Searching for answers: meet Vittoria Lutje, CIDG Information SpecialistMonday, 09 Jan 2017
Who assists the CIDG and review author teams with their literature searches? In this report, we meet Vittoria Lutje, who works with the CIDG editorial base as an Information Specialist.
Could you describe where you currently work and what you do there?
I work from home in Glasgow. From 2002 to 2006 I worked at the CIDG editorial base at the Liverpool School of Tropical Medicine, and when we moved to Scotland I became a self-employed consultant, still maintaining the position of Information Specialist with the CIDG. I also collaborate with several other research groups from different organizations, and countries, providing assistance with literature searches and systematic reviews.
What is a typical day for you?
I start work in the morning with some light tasks such as checking and replying to emails and prioritizing the workload for the day. Then I take my dog for his main walk – 1 ½ hours in the woods and moors near our house; when I come back I work solidly for several hours until mid-late afternoon. I often work for a few hours in the evening – I have always been an “owl”, and find night-time peaceful and productive.
How did you first become involved with Cochrane?
My background is in veterinary medicine and immunology, and I worked for 15 years in Nairobi, Kenya, on the immune responses in tropical diseases of livestock. After a maternity break and a move to the UK, I was ready to change careers and took a course in journalism, with the idea of working in science writing and dissemination. My next step was into information retrieval and I started working with the CIDG in 2002. My previous work in veterinary tropical medicine helped me understand the topics covered by CIDG reviews and identify search terms, although at first it was a steep learning curve into Cochrane methodology and electronic databases. Preparing my own Cochrane review, on the treatment of sleeping sickness, made me appreciate how thorough one has to be in this work – and also empathize with our review authors, especially when I am sending them several hundred search results to screen!
What are the major tasks you perform for the CIDG?
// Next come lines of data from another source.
//! 数据库连接管理

use secondop_core::{Result, SecondOpError};
use sqlx::postgres::{PgPool, PgPoolOptions};
use std::time::Duration;

/// 数据库连接池
pub struct DatabasePool {
    pool: PgPool,
}

impl DatabasePool {
    /// 建立连接池
    pub async fn new(database_url: &str, max_connections: u32) -> Result<Self> {
        let pool = PgPoolOptions::new()
            .max_connections(max_connections)
            .acquire_timeout(Duration::from_secs(10))
            .connect(database_url)
            .await
            .map_err(|e| SecondOpError::Database(e.to_string()))?;

        tracing::info!("Database pool established (max_connections={})", max_connections);
        Ok(Self { pool })
    }

    pub fn pool(&self) -> &PgPool {
        &self.pool
    }
}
Most of my work involves preparing search strategies for systematic reviews and running searches for clinical trials in online databases and trial registries. There is a fair amount of communications with review authors, mostly by email, discussing and refining search terms, and with the other CIDG members, especially Anne-Marie Stephani, the Managing Editor. I also have to keep up to date with Cochrane methods and resources and with information retrieval methods in general, as more and more scientific and medical information is becoming available and new online resources are being developed all the time.
What is the most rewarding aspect of your work?
I enjoy the collaborative aspect of the review production process, meeting authors from all over the world, and the fact that the results of my searches will end up after several months...or years, as part of a well-crafted, useful publication. I especially like running “scoping” searches, for a new topic or a proposed title, where I get to learn about something completely new! And finally, something I get to do only one or twice a year but what I truly enjoy is to teach students how to run their own literature searches. It is hard work (especially as I am used to work alone and find myself in front of 40 students), but very rewarding, and it makes me re-think my own way of running searches.
What do you do in your spare time?
Take long walks with my dog, go swimming, read books, listen to music, cook Italian food for my family.
The CIDG editorial base is located at the Liverpool School of Tropical Medicine in Liverpool, UK. The CIDG is led by Professor Paul Garner (Co-ordinating Editor) and Anne-Marie Stephani (Managing Editor). Over 600 authors from some 52 countries contribute to the preparation of the Cochrane Reviews. They are supported by an international team of Editors, each with topic or methodological expertise. The CIDG’s main areas of work are on determination of the effects of interventions on the prevention or treatment infectious diseases of relevance to the United Nations Millennium Development Goals, particularly malaria, tuberculosis, and neglected tropical diseases. As of 2015, it also manages the HIV/AIDS portfolio of reviews. The aims of the CIDG are to impact on policy and research in tropical diseases through the production of high quality, relevant, systematic reviews, and to lead developments in review quality improvement and effective dissemination of findings.